I was thinking about the other kids and where they were traveling and how I would miss them when we rounded a bend just past Frenchtown. I should say that Brad intended to round the bend. Where the road curved and while Brad steered to follow that curve, the rig rolled purposefully straight. I glanced over at him, frozen in the driver’s seat, to see if he was spontaneously dissecting. This was not the time to administer the stroke quiz. Before I could blurt out, “What are you doing?” we were in the snow, spinning, twirling, and hurtling at high speed. We hit a ditch and all four tires left the ground as we sprung into the air. I hung on for dear life, certain we would flip. THUNK! We hit the ground running and started spinning again. Papers, magazines, bear-spray canisters, extra keys, and coffee cups flew through the air and hit the windshield. A pair of sunglasses dinged me in the forehead on its way to the back seat. Brad steered, then didn’t steer. I knew he’d taken his foot off the brake, the wise thing to do. We just had to slow down naturally. Why didn’t we?

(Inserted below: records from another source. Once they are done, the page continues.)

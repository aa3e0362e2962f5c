use actix_web::{
    middleware::{NormalizePath, TrailingSlash},
    web::Data,
    App, HttpServer,
};
use config::Config;
use tracing::level_filters::LevelFilter;
use tracing_actix_web::TracingLogger;
use tracing_subscriber::{util::SubscriberInitExt, EnvFilter, FmtSubscriber};

pub mod api;
pub mod channel;
pub mod config;
pub mod error;
pub mod message;
pub mod recipient;
pub mod service;
pub mod store;

/// Returns a builder for the main application.
///
/// Configuration is read from `FLOODCAST_*` environment variables unless one is given.
#[bon::builder(finish_fn = start)]
pub async fn run(config: Option<Config>) -> eyre::Result<()> {
    #[cfg(debug_assertions)]
    FmtSubscriber::builder()
        .pretty()
        .with_env_filter(
            EnvFilter::builder()
                .with_env_var("FLOODCAST_LOG")
                .with_default_directive(LevelFilter::INFO.into())
                .from_env()?,
        )
        .finish()
        .try_init()?;

    #[cfg(not(debug_assertions))]
    FmtSubscriber::builder()
        .json()
        .with_env_filter(
            EnvFilter::builder()
                .with_env_var("FLOODCAST_LOG")
                .with_default_directive(LevelFilter::INFO.into())
                .from_env()?,
        )
        .finish()
        .try_init()?;

    let config = match config {
        Some(config) => config,
        None => Config::load()?,
    };

    let bind = (config.host.clone(), config.port);

    let service = service::Service::connect_with(config).await?;

    let data = Data::new(service);

    tracing::info!(host = %bind.0, port = bind.1, "Starting floodcast");

    HttpServer::new(move || {
        App::new()
            .wrap(api::cors())
            .wrap(NormalizePath::new(TrailingSlash::Trim))
            .wrap(TracingLogger::default())
            .app_data(data.clone())
            .configure(api::configure)
    })
    .bind(bind)?
    .run()
    .await?;

    Ok(())
}
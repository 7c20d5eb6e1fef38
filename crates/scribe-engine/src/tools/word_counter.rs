use async_trait::async_trait;

use scribe_core::tools::{require_str, Tool, ToolFailure};

pub const NAME: &str = "word_counter";

/// Reports the length of a text in characters.
pub struct WordCounterTool;

impl WordCounterTool {
    pub fn count(text: &str) -> usize {
        text.chars().count()
    }
}

#[async_trait]
impl Tool for WordCounterTool {
    fn name(&self) -> &str {
        NAME
    }

    fn description(&self) -> &str {
        "Count the length of a text. Use it whenever you need to know how long a piece of writing is."
    }

    fn parameters_schema(&self) -> serde_json::Value {
        serde_json::json!({
            "type": "object",
            "required": ["text"],
            "properties": {
                "text": {
                    "type": "string",
                    "description": "The text to measure"
                }
            }
        })
    }

    async fn execute(&self, args: serde_json::Value) -> Result<String, ToolFailure> {
        let text = require_str(&args, "text")?;
        Ok(format!("Current text length: {} characters.", Self::count(text)))
    }
}
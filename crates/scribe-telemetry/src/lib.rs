use tracing::Level;
use tracing_subscriber::layer::SubscriberExt;
use tracing_subscriber::util::SubscriberInitExt;
use tracing_subscriber::{EnvFilter, Layer};

#[derive(Clone, Debug)]
pub struct TelemetryConfig {
    /// Default log level. `RUST_LOG` takes precedence when set.
    pub log_level: Level,
    /// Per-module overrides, e.g. `("scribe_engine", DEBUG)`.
    pub module_levels: Vec<(String, Level)>,
    /// Emit one JSON object per line instead of human-readable output.
    pub json: bool,
}

impl Default for TelemetryConfig {
    fn default() -> Self {
        Self {
            log_level: Level::INFO,
            module_levels: vec![
                ("hyper".to_string(), Level::WARN),
                ("reqwest".to_string(), Level::WARN),
            ],
            json: false,
        }
    }
}

impl TelemetryConfig {
    pub fn filter_directives(&self) -> String {
        let mut filter = self.log_level.to_string().to_lowercase();
        for (module, level) in &self.module_levels {
            filter.push_str(&format!(",{}={}", module, level.to_string().to_lowercase()));
        }
        filter
    }
}

/// Install the global subscriber. Returns false if one was already installed.
pub fn init_telemetry(config: &TelemetryConfig) -> bool {
    let env_filter = EnvFilter::try_from_default_env()
        .unwrap_or_else(|_| EnvFilter::new(config.filter_directives()));

    let fmt_layer = if config.json {
        tracing_subscriber::fmt::layer()
            .json()
            .with_target(true)
            .with_current_span(true)
            .boxed()
    } else {
        tracing_subscriber::fmt::layer()
            .compact()
            .with_target(true)
            .boxed()
    };

    tracing_subscriber::registry()
        .with(fmt_layer.with_filter(env_filter))
        .try_init()
        .is_ok()
}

I clung to the sides of my seat and emitted little gasps of horror that sounded like one of those nightmare screams that’s really a squeak until finally we bounced over another big bump and ground to a halt. After what seemed like ten minutes that was actually probably two, Brad’s rig had stopped. It purred as if nothing had happened, parallel to the highway and ready to merge right back on.
“Thank you, God!” I half bellowed, half sung, my voice warbling like a Baptist preacher’s. We sat in silence, unable to move a muscle. Minutes passed. We tried to breathe normally. Neither one of us thought to step out of the car and check for damage. “My legs wouldn’t have moved,” Brad said later when we commented to each other how odd it was that we hadn’t done so. “There was so much adrenalin coursing through me I couldn’t even feel my feet!” he said.
My arms did not rejoin my body until we got out of the rig at the airport, where we clung to each other until we determined our limbs were not made of Jello. We were otherwise unscathed, the rig unscratched.
“We must have hit a patch of black ice,” Brad said. “You absolutely cannot see it.” No kidding.
“Is the bar open?” inquired I, the lightweight who is soused after one glass of wine but who planned on throwing back a stiff one even if Clary smelled it on my breath and deemed me alcoholic. On Thanksgiving night, of course, it was closed. Dadgum it.
“Now it’s really official!” Bob said when we met him and Judy for pizza just after the holiday. “You ran off the road and lived to tell it. From now on when anyone asks where you’re from, you answer, “Montana.’ ”
I felt the weight of those scarlet letters that spell Southern California peel and fall from my chest.

~24~


It was a record snowfall that Thanksgiving weekend. We’d bought snowshoes on sale and since there was feet and feet of snow right outside our door, Clary and I couldn’t wait to try them. Two degrees, schmoo degrees! How could anyone live here and not get outdoors into it? We layered and bundled, strapped on the shoes, and stomped bowl-legged into the powdery drifts that surrounded the house. Heavenly.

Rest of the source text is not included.